In their comparisons they explain that the existing Hot Cold Split creates new functions for the cold parts which brings overheads due to calling conventions and exception handling. Their new method avoids that by using simple jumps.
I wish compilers were able to optimize functions boundaries for visible but not inlined better so they could optimize those function call overheads away automatically. There is no reason for a compiler to limit itself to the system ABI for completely internal functions.
Besides leaving values in the registers they are already in instead of moving them to where the ABI says they should be, this could enable passing C++ objects such as std::unique_ptr in registers where the current ABI forbids this. Or to eliminate nop destructors for objects that are always moved from in the called functions.
In general, I think compilers should see function boundaries in the source code as a mere hint when it comes to code generation just like they already do with the register keyword.
Is there any existing compiler work to optimize function calls where the implementation and all uses are visible in the translation unit?
> There is no reason for a compiler to limit itself to the system ABI for completely internal functions.
As far as I understand it, this limitation is also the only thing preventing tail-call elimination in C/C++. Tail-recursive functions are essentially the same as 'while' loops (execute some instructions then conditionally go back to the start); they just have different scope and calling conventions. In particular, 'while' loops are always inline and can't be referenced from other functions, but tail-recursive functions can. Hence compilers can apply more aggressive optimisations to 'while' loops, e.g. re-using the same stack frame and iterating with a conditional jump.
However, as you say, functions-as-subroutines don't necessarily need to coincide with functions-as-interface. Tail-recursive functions which are only used internally can also be optimised to re-use the same stack frame and iterate with a conditional jump. If such functions are also exposed in the interface, it's pretty trivial to expose a dummy entry point which invokes the optimised version (if we want to); although cross-unit tail calls wouldn't be eliminated in that case.
Of course, this is more useful than just writing 'while' loops in a different style (although I personally prefer recursion https://news.ycombinator.com/item?id=11150346 ), since tail calls don't have to be recursive: we can split our code up into modular, composable, self-contained functions without having to worry about stack usage (or code bloat caused by inlining into multiple locations).
I've seen a poster presentation at the student research competition of a PL conference where the student created a tool to do this after the fact on binaries. It looked quite promising, but I think preliminary results were single digit percentage speedup for most benchmarks. I'll have to see if I can find it again.
Functions by default have external linkage, and as such can be called by anyone. So of course this could only apply to functions that are static or internal in some way. Once you have that down, you have to deal with the fact that the things you would want to optimize may differ at each call site (one may like to keep rdx free, one may be able to give up rdi) so I am unsure it would be worth the effort to not follow the ABI.

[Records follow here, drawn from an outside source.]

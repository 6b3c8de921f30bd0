//! Per-slot controller handle

use tracing::warn;
use wand_core::{ControllerId, ControllerSample};
use wand_hid::{DeviceDescriptor, ReadResult, Transport};

/// One pre-allocated slot occupant wrapping a potential device.
///
/// All handles are created when the manager is built and live until
/// shutdown; only their open/closed state and device-path binding change
/// over the process lifetime.
#[derive(Debug)]
pub struct ControllerHandle<D> {
    id: ControllerId,
    path: Option<String>,
    device: Option<D>,
    sample: ControllerSample,
}

impl<D> ControllerHandle<D> {
    pub fn new(id: ControllerId) -> Self {
        Self {
            id,
            path: None,
            device: None,
            sample: ControllerSample::default(),
        }
    }

    pub fn id(&self) -> ControllerId {
        self.id
    }

    pub fn set_id(&mut self, id: ControllerId) {
        self.id = id;
    }

    pub fn is_open(&self) -> bool {
        self.device.is_some()
    }

    pub fn path(&self) -> Option<&str> {
        self.path.as_deref()
    }

    /// Latest sample, updated in place by [`ControllerHandle::read`]
    pub fn sample(&self) -> &ControllerSample {
        &self.sample
    }

    /// Path equality against a descriptor. Closed handles never match, so
    /// a stale binding cannot capture a reconnecting device.
    pub fn matches(&self, descriptor: &DeviceDescriptor) -> bool {
        self.is_open() && self.path.as_deref() == Some(descriptor.path.as_str())
    }

    /// Bind this handle to a descriptor and try to open the device.
    ///
    /// On failure the handle stays closed but keeps the path binding, so
    /// its slot still reserves the device for this pass; the open is
    /// retried on a later reconciliation pass.
    pub fn open<T: Transport<Device = D>>(
        &mut self,
        transport: &mut T,
        descriptor: &DeviceDescriptor,
    ) -> bool {
        if self.device.is_some() {
            self.close(transport);
        }
        self.path = Some(descriptor.path.clone());

        match transport.open(descriptor) {
            Ok(device) => {
                self.device = Some(device);
                true
            }
            Err(e) => {
                warn!(controller = %self.id, error = %e, "Failed to open controller");
                false
            }
        }
    }

    /// Idempotent. Clears both the device and the path binding, leaving
    /// the handle fungible for future new devices.
    pub fn close<T: Transport<Device = D>>(&mut self, transport: &mut T) {
        if let Some(device) = self.device.take() {
            transport.close(device);
        }
        self.path = None;
    }

    /// Non-blocking read; a new sample replaces the stored one in place.
    /// Closed handles report `NoData`.
    pub fn read<T: Transport<Device = D>>(&mut self, transport: &mut T) -> ReadResult {
        match self.device.as_mut() {
            Some(device) => {
                let result = transport.read(device);
                if let ReadResult::NewData(sample) = result {
                    self.sample = sample;
                }
                result
            }
            None => ReadResult::NoData,
        }
    }
}

#[cfg(test)]
mod tests {
    use super::*;
    use std::collections::VecDeque;
    use wand_hid::HidError;

    /// Transport stub whose devices are just their path
    #[derive(Default)]
    struct StubTransport {
        refuse_open: bool,
        reads: VecDeque<ReadResult>,
        closed: Vec<String>,
    }

    impl Transport for StubTransport {
        type Device = String;

        fn initialize(&mut self) -> Result<(), HidError> {
            Ok(())
        }

        fn shutdown(&mut self) {}

        fn enumerate(&mut self) -> Result<Vec<DeviceDescriptor>, HidError> {
            Ok(Vec::new())
        }

        fn open(&mut self, descriptor: &DeviceDescriptor) -> Result<String, HidError> {
            if self.refuse_open {
                return Err(HidError::Open {
                    path: descriptor.path.clone(),
                    reason: "refused".into(),
                });
            }
            Ok(descriptor.path.clone())
        }

        fn close(&mut self, device: String) {
            self.closed.push(device);
        }

        fn read(&mut self, _device: &mut String) -> ReadResult {
            self.reads.pop_front().unwrap_or(ReadResult::NoData)
        }
    }

    fn descriptor(path: &str) -> DeviceDescriptor {
        DeviceDescriptor {
            path: path.to_string(),
            vendor_id: 0x054c,
            product_id: 0x03d5,
            serial: None,
        }
    }

    #[test]
    fn test_open_binds_path_and_matches() {
        let mut transport = StubTransport::default();
        let mut handle = ControllerHandle::new(ControllerId(0));

        assert!(handle.open(&mut transport, &descriptor("usb:1")));
        assert!(handle.is_open());
        assert_eq!(handle.path(), Some("usb:1"));
        assert!(handle.matches(&descriptor("usb:1")));
        assert!(!handle.matches(&descriptor("usb:2")));
    }

    #[test]
    fn test_failed_open_keeps_path_but_never_matches() {
        let mut transport = StubTransport {
            refuse_open: true,
            ..Default::default()
        };
        let mut handle = ControllerHandle::new(ControllerId(0));

        assert!(!handle.open(&mut transport, &descriptor("usb:1")));
        assert!(!handle.is_open());
        assert_eq!(handle.path(), Some("usb:1"));
        assert!(!handle.matches(&descriptor("usb:1")));
    }

    #[test]
    fn test_close_is_idempotent_and_clears_binding() {
        let mut transport = StubTransport::default();
        let mut handle = ControllerHandle::new(ControllerId(0));
        handle.open(&mut transport, &descriptor("usb:1"));

        handle.close(&mut transport);
        assert!(!handle.is_open());
        assert_eq!(handle.path(), None);

        handle.close(&mut transport);
        assert_eq!(transport.closed, vec!["usb:1".to_string()]);
    }

    #[test]
    fn test_read_updates_sample_in_place() {
        let mut transport = StubTransport::default();
        let mut sample = ControllerSample::default();
        sample.trigger = 0.75;
        transport.reads.push_back(ReadResult::NewData(sample));

        let mut handle = ControllerHandle::new(ControllerId(0));
        handle.open(&mut transport, &descriptor("usb:1"));

        assert_eq!(handle.read(&mut transport), ReadResult::NewData(sample));
        assert_eq!(handle.sample().trigger, 0.75);

        // Queue exhausted, sample keeps the last value
        assert_eq!(handle.read(&mut transport), ReadResult::NoData);
        assert_eq!(handle.sample().trigger, 0.75);
    }

    #[test]
    fn test_read_on_closed_handle_reports_no_data() {
        let mut transport = StubTransport::default();
        transport.reads.push_back(ReadResult::Failure);

        let mut handle: ControllerHandle<String> = ControllerHandle::new(ControllerId(0));
        assert_eq!(handle.read(&mut transport), ReadResult::NoData);
    }
}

Or at least any that supports gathering and utilizing profiling information. Last time I checked, that didn't include Rust yet for instance, but my information could be out of date there.
Note that LLVM has already had a function outliner; you may have seen these paths already if you've ever looked inside a binary on macOS and noticed * .cold. * functions, which is the unlikely-to-execute code cut out from the function they came from. This appears to be an improvement on that effort.
Right. The improvement that this work brings is that it performs the function split very late and at a low level.
Basically, while the previous outliner split a function into two functions (the hot one literally calling the cold one as needed) this new thing takes a single function and splits it into two parts connected to each other by jumps. The cold part of the function isn't really a function --- it's just a group of basic blocks that happen to be located far away from the other group of basic blocks.
By avoiding the call into the cold function and the return to the hot function, the generated code can be smaller and more register-efficient.
It always surprises me how many people are familiar with LLVM internals. Just looking at the 60 unique commenters at the time of posting this is blowing my mind.
I wouldn't have expected any functions to be 5KiB or larger. That seems like a lot of assembly to me, and so it makes sense to me that these functions would be "accidentally" generated by inlining.
I'm curious what percent of functions are this large?
This + multi-return (push multiple code addresses in stack frame) together mean I think we can just use Result/Either and never unwinding, and leave no performance behind.
2% better perf isn't anything to sneeze at but also not super drastic. Will be curious to see if this unlocks more optimizations over time.
I'm also curious if there's been any work to organize code layout to make it more efficient to page stuff out efficiently to reduce memory pressure (so that you're using all code in the pages you are bringing in) & reduce paging thrash (you're not evicting a code page only to bring it back for a few hundred bytes).
Given the greatly improved TLB hit rate, I sort of wonder if the test isn't abusing the code enough. Does this change the inflection point where throughput falls from trying to run too many tasks in parallel or sequentially? 2% response time won't do much, but 10% higher peak load would change quite a few priorities on a lot of backlogs.
So to use this new optimization pass you have to specify it explicitly with an additional command line flag instead of it simply being turned on as an ordinary part of PGO?
It seems like most people who just want to squeeze the last drop of speed out of their code will probably never become aware of it then unless they are specifically seeking it out
It's an experimental feature. If it works well for a while, it may become part of the default. But it should definitely not be forced on everyone if it's not yet sure how well it works.
One issue with PGO is you are optimizing for the particular subset of use cases which are profiled, on the exact machine you profile on. The 2% quoted improvement will not necessarily generalize across all use cases for the software and all machines it runs on. In fact, you may often be taking that 2% or more away from other use cases.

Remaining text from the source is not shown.